Study material |
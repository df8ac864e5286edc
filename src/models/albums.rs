pub use super::_entities::albums::{ActiveModel, Entity, Model};
use crate::models::_entities::{albums, photos};
use sea_orm::entity::prelude::*;
use sea_orm::ActiveValue::Set;
use sea_orm::QueryOrder;

pub type Albums = Entity;

#[async_trait::async_trait]
impl ActiveModelBehavior for ActiveModel {
    async fn before_save<C>(self, _db: &C, insert: bool) -> std::result::Result<Self, DbErr>
    where
        C: ConnectionTrait,
    {
        if !insert && self.updated_at.is_unchanged() {
            let mut this = self;
            this.updated_at = Set(chrono::Utc::now().into());
            Ok(this)
        } else {
            Ok(self)
        }
    }
}

impl Model {
    /// The most recently uploaded photo, used as the album cover.
    ///
    /// # Errors
    /// On query failure.
    pub async fn cover_photo<C>(&self, db: &C) -> Result<Option<photos::Model>, DbErr>
    where
        C: ConnectionTrait,
    {
        photos::Entity::find()
            .filter(photos::Column::AlbumId.eq(self.id))
            .order_by_desc(photos::Column::CreatedAt)
            .one(db)
            .await
    }

    /// # Errors
    /// On query failure.
    pub async fn photo_count<C>(&self, db: &C) -> Result<u64, DbErr>
    where
        C: ConnectionTrait,
    {
        photos::Entity::find()
            .filter(photos::Column::AlbumId.eq(self.id))
            .count(db)
            .await
    }
}

// implement your write-oriented logic here
impl ActiveModel {}

// implement your custom finders, selectors oriented logic here
impl Entity {
    /// Each member gets one album per trip, created lazily on first upload.
    ///
    /// # Errors
    /// On query or insert failure.
    pub async fn find_or_create_for<C>(db: &C, trip_id: i32, user_id: i32) -> Result<Model, DbErr>
    where
        C: ConnectionTrait,
    {
        if let Some(album) = Self::find()
            .filter(albums::Column::TripId.eq(trip_id))
            .filter(albums::Column::UserId.eq(user_id))
            .one(db)
            .await?
        {
            return Ok(album);
        }
        ActiveModel {
            trip_id: Set(trip_id),
            user_id: Set(user_id),
            ..Default::default()
        }
        .insert(db)
        .await
    }
}
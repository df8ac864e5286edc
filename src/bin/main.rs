use loco_rs::cli;
use migration::Migrator;
use tripshare_backend::app::App;

#[allow(clippy::result_large_err)]
#[tokio::main]
async fn main() -> loco_rs::Result<()> {
    cli::main::<App, Migrator>().await
}
pub mod _entities;
pub mod albums;
pub mod faces;
pub mod persons;
pub mod photos;
pub mod trips;
pub mod users;
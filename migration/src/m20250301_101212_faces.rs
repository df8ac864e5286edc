use crate::m20250301_100544_photos::Photos;
use crate::m20250301_101027_persons::Persons;
use crate::sea_orm::EnumIter;
use sea_orm_migration::{prelude::*, schema::*};

#[derive(DeriveMigrationName)]
pub struct Migration;

#[derive(Iden, EnumIter)]
pub enum Faces {
    Table,
    Id,
    UpdatedAt,
    CreatedAt,
    PhotoId,
    PersonId,
    CropKey,
}

#[async_trait::async_trait]
impl MigrationTrait for Migration {
    async fn up(&self, m: &SchemaManager) -> Result<(), DbErr> {
        m.create_table(
            Table::create()
                .table(Faces::Table)
                .if_not_exists()
                .col(pk_auto(Faces::Id))
                .col(integer(Faces::PhotoId))
                .col(integer(Faces::PersonId))
                .col(string(Faces::CropKey))
                .col(
                    ColumnDef::new(Faces::CreatedAt)
                        .timestamp_with_time_zone()
                        .not_null()
                        .default(Expr::cust("CURRENT_TIMESTAMP")),
                )
                .col(
                    ColumnDef::new(Faces::UpdatedAt)
                        .timestamp_with_time_zone()
                        .not_null()
                        .default(Expr::cust("CURRENT_TIMESTAMP")),
                )
                .foreign_key(
                    ForeignKey::create()
                        .name("fk_faces_photo_id")
                        .from(Faces::Table, Faces::PhotoId)
                        .to(Photos::Table, Photos::Id)
                        .on_delete(ForeignKeyAction::Cascade),
                )
                .foreign_key(
                    ForeignKey::create()
                        .name("fk_faces_person_id")
                        .from(Faces::Table, Faces::PersonId)
                        .to(Persons::Table, Persons::Id)
                        .on_delete(ForeignKeyAction::Cascade),
                )
                .to_owned(),
        )
        .await?;

        m.create_index(
            Index::create()
                .name("idx_faces_photo_id")
                .table(Faces::Table)
                .col(Faces::PhotoId)
                .to_owned(),
        )
        .await?;

        m.create_index(
            Index::create()
                .name("idx_faces_person_id")
                .table(Faces::Table)
                .col(Faces::PersonId)
                .to_owned(),
        )
        .await
    }

    async fn down(&self, m: &SchemaManager) -> Result<(), DbErr> {
        m.drop_table(Table::drop().table(Faces::Table).to_owned())
            .await
    }
}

Goal of the exercise | Output the entire listing exactly as it appears above.

Response to the task |
repository df8ac864e5286edc
filename src/models/albums.rs
pub use super::_entities::albums::{ActiveModel, Entity, Model};
use crate::models::_entities::{albums, photos};
use sea_orm::entity::prelude::*;
use sea_orm::ActiveValue::Set;
use sea_orm::QueryOrder;

pub type Albums = Entity;

#[async_trait::async_trait]
impl ActiveModelBehavior for ActiveModel {
    async fn before_save<C>(self, _db: &C, insert: bool) -> std::result::Result<Self, DbErr>
    where
        C: ConnectionTrait,
    {
        if !insert && self.updated_at.is_unchanged() {
            let mut this = self;
            this.updated_at = Set(chrono::Utc::now().into());
            Ok(this)
        } else {
            Ok(self)
        }
    }
}

impl Model {
    /// The most recently uploaded photo, used as the album cover.
    ///
    /// # Errors
    /// On query failure.
    pub async fn cover_photo<C>(&self, db: &C) -> Result<Option<photos::Model>, DbErr>
    where
        C: ConnectionTrait,
    {
        photos::Entity::find()
            .filter(photos::Column::AlbumId.eq(self.id))
            .order_by_desc(photos::Column::CreatedAt)
            .one(db)
            .await
    }

    /// # Errors
    /// On query failure.
    pub async fn photo_count<C>(&self, db: &C) -> Result<u64, DbErr>
    where
        C: ConnectionTrait,
    {
        photos::Entity::find()
            .filter(photos::Column::AlbumId.eq(self.id))
            .count(db)
            .await
    }
}

// implement your write-oriented logic here
impl ActiveModel {}

// implement your custom finders, selectors oriented logic here
impl Entity {
    /// Each member gets one album per trip, created lazily on first upload.
    ///
    /// # Errors
    /// On query or insert failure.
    pub async fn find_or_create_for<C>(db: &C, trip_id: i32, user_id: i32) -> Result<Model, DbErr>
    where
        C: ConnectionTrait,
    {
        if let Some(album) = Self::find()
            .filter(albums::Column::TripId.eq(trip_id))
            .filter(albums::Column::UserId.eq(user_id))
            .one(db)
            .await?
        {
            return Ok(album);
        }
        ActiveModel {
            trip_id: Set(trip_id),
            user_id: Set(user_id),
            ..Default::default()
        }
        .insert(db)
        .await
    }
}
repository df8ac864e5286edc
filename src/bin/main.rs
use loco_rs::cli;
use migration::Migrator;
use tripshare_backend::app::App;

#[allow(clippy::result_large_err)]
#[tokio::main]
async fn main() -> loco_rs::Result<()> {
    cli::main::<App, Migrator>().await
}
pub mod _entities;
pub mod albums;
pub mod faces;
pub mod persons;
pub mod photos;
pub mod trips;
pub mod users;
filename migration/src/m20250301_101212_faces.rs
repository df8ac864e5286edc
use crate::m20250301_100544_photos::Photos;
use crate::m20250301_101027_persons::Persons;
use crate::sea_orm::EnumIter;
use sea_orm_migration::{prelude::*, schema::*};

#[derive(DeriveMigrationName)]
pub struct Migration;

#[derive(Iden, EnumIter)]
pub enum Faces {
    Table,
    Id,
    UpdatedAt,
    CreatedAt,
    PhotoId,
    PersonId,
    CropKey,
}

#[async_trait::async_trait]
impl MigrationTrait for Migration {
    async fn up(&self, m: &SchemaManager) -> Result<(), DbErr> {
        m.create_table(
            Table::create()
                .table(Faces::Table)
                .if_not_exists()
                .col(pk_auto(Faces::Id))
                .col(integer(Faces::PhotoId))
                .col(integer(Faces::PersonId))
                .col(string(Faces::CropKey))
                .col(
                    ColumnDef::new(Faces::CreatedAt)
                        .timestamp_with_time_zone()
                        .not_null()
                        .default(Expr::cust("CURRENT_TIMESTAMP")),
                )
                .col(
                    ColumnDef::new(Faces::UpdatedAt)
                        .timestamp_with_time_zone()
                        .not_null()
                        .default(Expr::cust("CURRENT_TIMESTAMP")),
                )
                .foreign_key(
                    ForeignKey::create()
                        .name("fk_faces_photo_id")
                        .from(Faces::Table, Faces::PhotoId)
                        .to(Photos::Table, Photos::Id)
                        .on_delete(ForeignKeyAction::Cascade),
                )
                .foreign_key(
                    ForeignKey::create()
                        .name("fk_faces_person_id")
                        .from(Faces::Table, Faces::PersonId)
                        .to(Persons::Table, Persons::Id)
                        .on_delete(ForeignKeyAction::Cascade),
                )
                .to_owned(),
        )
        .await?;

        m.create_index(
            Index::create()
                .name("idx_faces_photo_id")
                .table(Faces::Table)
                .col(Faces::PhotoId)
                .to_owned(),
        )
        .await?;

        m.create_index(
            Index::create()
                .name("idx_faces_person_id")
                .table(Faces::Table)
                .col(Faces::PersonId)
                .to_owned(),
        )
        .await
    }

    async fn down(&self, m: &SchemaManager) -> Result<(), DbErr> {
        m.drop_table(Table::drop().table(Faces::Table).to_owned())
            .await
    }
}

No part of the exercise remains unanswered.